● **Assigned task**: Below are records. Find each line in them that holds the word "shared" and copy it.

== Task data ==

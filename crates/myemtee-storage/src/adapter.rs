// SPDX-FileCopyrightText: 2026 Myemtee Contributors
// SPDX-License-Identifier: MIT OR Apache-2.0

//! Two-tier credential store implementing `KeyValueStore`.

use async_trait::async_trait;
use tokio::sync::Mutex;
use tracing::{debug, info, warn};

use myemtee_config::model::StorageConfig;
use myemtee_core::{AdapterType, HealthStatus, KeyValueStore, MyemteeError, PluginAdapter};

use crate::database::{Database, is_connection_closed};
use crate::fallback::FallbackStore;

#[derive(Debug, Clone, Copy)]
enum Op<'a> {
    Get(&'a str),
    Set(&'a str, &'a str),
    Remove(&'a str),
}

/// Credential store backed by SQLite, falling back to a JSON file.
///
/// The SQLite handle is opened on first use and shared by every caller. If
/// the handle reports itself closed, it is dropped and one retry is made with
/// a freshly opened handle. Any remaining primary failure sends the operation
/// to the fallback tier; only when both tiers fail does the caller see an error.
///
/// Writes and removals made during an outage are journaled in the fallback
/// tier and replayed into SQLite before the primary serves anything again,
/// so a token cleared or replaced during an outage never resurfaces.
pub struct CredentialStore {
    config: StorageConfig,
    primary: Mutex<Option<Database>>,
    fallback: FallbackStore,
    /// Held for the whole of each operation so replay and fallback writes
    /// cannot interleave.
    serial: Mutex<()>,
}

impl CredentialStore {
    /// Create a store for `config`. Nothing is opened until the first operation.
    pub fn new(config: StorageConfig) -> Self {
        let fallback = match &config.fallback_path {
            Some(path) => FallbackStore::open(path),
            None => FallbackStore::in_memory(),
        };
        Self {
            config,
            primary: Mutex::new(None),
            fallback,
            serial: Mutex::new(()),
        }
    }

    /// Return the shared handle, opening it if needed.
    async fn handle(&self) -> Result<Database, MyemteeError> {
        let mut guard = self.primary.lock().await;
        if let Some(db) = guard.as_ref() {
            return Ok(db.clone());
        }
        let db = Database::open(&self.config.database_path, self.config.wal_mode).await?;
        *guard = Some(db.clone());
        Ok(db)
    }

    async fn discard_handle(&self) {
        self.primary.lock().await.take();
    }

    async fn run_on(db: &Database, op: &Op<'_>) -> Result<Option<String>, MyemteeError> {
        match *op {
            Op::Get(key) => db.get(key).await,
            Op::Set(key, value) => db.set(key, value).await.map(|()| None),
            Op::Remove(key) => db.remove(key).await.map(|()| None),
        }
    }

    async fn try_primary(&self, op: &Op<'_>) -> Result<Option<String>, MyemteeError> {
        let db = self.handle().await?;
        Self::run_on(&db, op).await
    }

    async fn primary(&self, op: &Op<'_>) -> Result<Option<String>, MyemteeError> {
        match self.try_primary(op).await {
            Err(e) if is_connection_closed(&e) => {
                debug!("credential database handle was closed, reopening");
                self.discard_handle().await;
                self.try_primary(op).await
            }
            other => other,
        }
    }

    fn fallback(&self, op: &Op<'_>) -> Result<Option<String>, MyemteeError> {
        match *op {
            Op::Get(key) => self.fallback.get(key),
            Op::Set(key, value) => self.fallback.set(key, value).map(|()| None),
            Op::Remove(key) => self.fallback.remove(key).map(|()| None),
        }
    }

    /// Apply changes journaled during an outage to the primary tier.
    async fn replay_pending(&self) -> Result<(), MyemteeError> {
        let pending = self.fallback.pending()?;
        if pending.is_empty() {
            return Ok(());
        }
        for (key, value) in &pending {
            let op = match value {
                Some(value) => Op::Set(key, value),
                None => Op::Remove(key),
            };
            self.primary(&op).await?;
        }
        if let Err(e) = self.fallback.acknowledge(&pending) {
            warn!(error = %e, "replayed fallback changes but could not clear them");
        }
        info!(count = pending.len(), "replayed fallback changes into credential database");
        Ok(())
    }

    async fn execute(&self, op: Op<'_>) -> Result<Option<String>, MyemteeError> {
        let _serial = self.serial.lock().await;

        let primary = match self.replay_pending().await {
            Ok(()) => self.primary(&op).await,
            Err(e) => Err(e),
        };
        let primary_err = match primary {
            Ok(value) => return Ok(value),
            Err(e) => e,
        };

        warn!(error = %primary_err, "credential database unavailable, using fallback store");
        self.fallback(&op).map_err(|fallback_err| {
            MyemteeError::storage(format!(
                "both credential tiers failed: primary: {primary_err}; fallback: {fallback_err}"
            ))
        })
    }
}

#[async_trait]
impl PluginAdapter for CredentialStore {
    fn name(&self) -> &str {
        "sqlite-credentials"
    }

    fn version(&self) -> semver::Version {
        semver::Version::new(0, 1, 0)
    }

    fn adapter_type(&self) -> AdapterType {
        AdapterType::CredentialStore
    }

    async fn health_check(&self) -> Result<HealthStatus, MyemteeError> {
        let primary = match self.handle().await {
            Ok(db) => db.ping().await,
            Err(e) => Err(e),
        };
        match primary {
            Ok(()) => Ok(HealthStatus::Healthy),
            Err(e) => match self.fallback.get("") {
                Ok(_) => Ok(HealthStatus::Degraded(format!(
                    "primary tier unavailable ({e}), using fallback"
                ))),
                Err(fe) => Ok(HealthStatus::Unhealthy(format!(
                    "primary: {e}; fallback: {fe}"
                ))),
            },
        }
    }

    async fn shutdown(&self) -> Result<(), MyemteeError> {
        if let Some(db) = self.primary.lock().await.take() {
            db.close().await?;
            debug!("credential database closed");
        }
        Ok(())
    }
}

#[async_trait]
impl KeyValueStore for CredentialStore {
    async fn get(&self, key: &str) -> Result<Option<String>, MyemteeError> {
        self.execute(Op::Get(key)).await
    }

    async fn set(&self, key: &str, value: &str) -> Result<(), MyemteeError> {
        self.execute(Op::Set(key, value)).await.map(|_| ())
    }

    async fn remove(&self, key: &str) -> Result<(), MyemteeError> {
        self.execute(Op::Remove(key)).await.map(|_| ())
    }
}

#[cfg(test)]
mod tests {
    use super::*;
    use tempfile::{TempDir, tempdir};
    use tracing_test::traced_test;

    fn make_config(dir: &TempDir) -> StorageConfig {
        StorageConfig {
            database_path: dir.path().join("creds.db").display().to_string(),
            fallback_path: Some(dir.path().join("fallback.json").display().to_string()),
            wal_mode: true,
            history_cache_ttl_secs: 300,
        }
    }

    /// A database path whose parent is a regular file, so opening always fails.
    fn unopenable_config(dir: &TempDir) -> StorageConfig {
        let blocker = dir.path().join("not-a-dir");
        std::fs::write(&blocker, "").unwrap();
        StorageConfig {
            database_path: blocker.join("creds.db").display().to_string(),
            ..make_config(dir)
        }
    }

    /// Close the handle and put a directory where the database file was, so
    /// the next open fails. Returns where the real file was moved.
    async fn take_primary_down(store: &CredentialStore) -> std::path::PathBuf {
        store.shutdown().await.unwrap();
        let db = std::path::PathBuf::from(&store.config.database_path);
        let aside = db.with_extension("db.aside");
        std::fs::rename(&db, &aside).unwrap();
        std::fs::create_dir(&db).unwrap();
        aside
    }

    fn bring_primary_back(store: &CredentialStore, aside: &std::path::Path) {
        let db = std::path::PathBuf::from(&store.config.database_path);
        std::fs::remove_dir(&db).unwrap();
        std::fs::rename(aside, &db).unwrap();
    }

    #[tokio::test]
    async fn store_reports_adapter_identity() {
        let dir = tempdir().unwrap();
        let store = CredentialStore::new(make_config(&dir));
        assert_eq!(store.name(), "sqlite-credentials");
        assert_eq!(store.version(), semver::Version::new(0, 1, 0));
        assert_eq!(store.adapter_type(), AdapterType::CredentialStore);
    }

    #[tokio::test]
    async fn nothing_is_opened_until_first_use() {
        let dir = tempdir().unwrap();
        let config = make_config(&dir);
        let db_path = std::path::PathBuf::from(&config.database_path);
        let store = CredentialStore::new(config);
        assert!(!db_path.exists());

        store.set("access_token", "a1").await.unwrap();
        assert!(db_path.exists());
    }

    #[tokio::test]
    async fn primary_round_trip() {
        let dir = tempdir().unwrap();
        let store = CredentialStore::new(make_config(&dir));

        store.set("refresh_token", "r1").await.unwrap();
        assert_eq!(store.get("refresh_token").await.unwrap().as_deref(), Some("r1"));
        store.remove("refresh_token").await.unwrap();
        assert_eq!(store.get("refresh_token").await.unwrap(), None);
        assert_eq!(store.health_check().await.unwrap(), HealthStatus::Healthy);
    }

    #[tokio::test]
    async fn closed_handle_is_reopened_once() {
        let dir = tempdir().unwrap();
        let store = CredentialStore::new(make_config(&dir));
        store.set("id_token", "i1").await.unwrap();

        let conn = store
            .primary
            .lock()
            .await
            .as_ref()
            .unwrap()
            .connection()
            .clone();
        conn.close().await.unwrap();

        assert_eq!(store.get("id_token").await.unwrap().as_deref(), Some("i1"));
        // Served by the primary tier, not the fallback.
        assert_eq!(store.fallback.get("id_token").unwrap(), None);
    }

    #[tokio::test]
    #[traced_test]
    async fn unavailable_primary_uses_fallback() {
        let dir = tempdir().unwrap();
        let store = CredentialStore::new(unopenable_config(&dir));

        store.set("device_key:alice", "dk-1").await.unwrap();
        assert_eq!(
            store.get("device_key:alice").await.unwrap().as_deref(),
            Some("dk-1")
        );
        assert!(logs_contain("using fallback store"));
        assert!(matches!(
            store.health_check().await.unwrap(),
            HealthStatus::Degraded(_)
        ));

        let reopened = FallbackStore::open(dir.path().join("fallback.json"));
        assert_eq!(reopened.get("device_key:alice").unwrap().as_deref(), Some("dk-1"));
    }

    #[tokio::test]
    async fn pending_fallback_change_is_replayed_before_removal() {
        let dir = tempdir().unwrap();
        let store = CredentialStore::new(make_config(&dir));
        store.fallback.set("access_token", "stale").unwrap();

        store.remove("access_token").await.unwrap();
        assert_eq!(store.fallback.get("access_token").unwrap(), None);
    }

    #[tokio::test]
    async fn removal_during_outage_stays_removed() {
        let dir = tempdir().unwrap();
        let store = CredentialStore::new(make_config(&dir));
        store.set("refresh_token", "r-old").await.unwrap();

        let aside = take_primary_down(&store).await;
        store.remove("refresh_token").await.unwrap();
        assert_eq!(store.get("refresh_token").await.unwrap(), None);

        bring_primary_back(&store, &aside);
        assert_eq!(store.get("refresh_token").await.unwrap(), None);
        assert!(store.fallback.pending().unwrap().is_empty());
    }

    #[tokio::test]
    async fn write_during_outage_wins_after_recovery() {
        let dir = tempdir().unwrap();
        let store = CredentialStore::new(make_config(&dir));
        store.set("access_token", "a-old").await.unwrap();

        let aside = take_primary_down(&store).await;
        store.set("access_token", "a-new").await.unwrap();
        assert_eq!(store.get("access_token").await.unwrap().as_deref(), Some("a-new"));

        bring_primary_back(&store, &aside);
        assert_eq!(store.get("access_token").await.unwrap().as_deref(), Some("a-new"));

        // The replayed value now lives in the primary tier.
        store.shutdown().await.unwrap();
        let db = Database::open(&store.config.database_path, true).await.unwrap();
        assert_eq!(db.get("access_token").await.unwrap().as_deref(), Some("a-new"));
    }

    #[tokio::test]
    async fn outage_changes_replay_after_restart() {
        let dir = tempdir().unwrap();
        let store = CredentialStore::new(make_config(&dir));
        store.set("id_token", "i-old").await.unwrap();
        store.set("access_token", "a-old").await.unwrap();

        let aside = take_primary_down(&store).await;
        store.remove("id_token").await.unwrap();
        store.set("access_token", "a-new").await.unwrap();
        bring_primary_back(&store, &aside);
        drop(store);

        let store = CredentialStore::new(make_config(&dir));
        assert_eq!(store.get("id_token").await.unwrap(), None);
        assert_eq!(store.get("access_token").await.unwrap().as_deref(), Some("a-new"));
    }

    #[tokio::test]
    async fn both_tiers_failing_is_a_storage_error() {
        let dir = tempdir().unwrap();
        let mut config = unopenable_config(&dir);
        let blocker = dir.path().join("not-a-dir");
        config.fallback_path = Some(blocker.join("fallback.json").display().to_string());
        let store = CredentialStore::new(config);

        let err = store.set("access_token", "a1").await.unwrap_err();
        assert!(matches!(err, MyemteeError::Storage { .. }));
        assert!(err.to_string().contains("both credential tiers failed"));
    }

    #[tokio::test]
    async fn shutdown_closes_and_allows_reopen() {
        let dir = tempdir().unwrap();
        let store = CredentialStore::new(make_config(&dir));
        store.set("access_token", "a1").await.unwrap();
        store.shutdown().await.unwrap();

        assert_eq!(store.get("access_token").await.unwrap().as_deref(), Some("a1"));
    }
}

===

● **The completed task**:
/// The SQLite handle is opened on first use and shared by every caller. If
    /// Return the shared handle, opening it if needed.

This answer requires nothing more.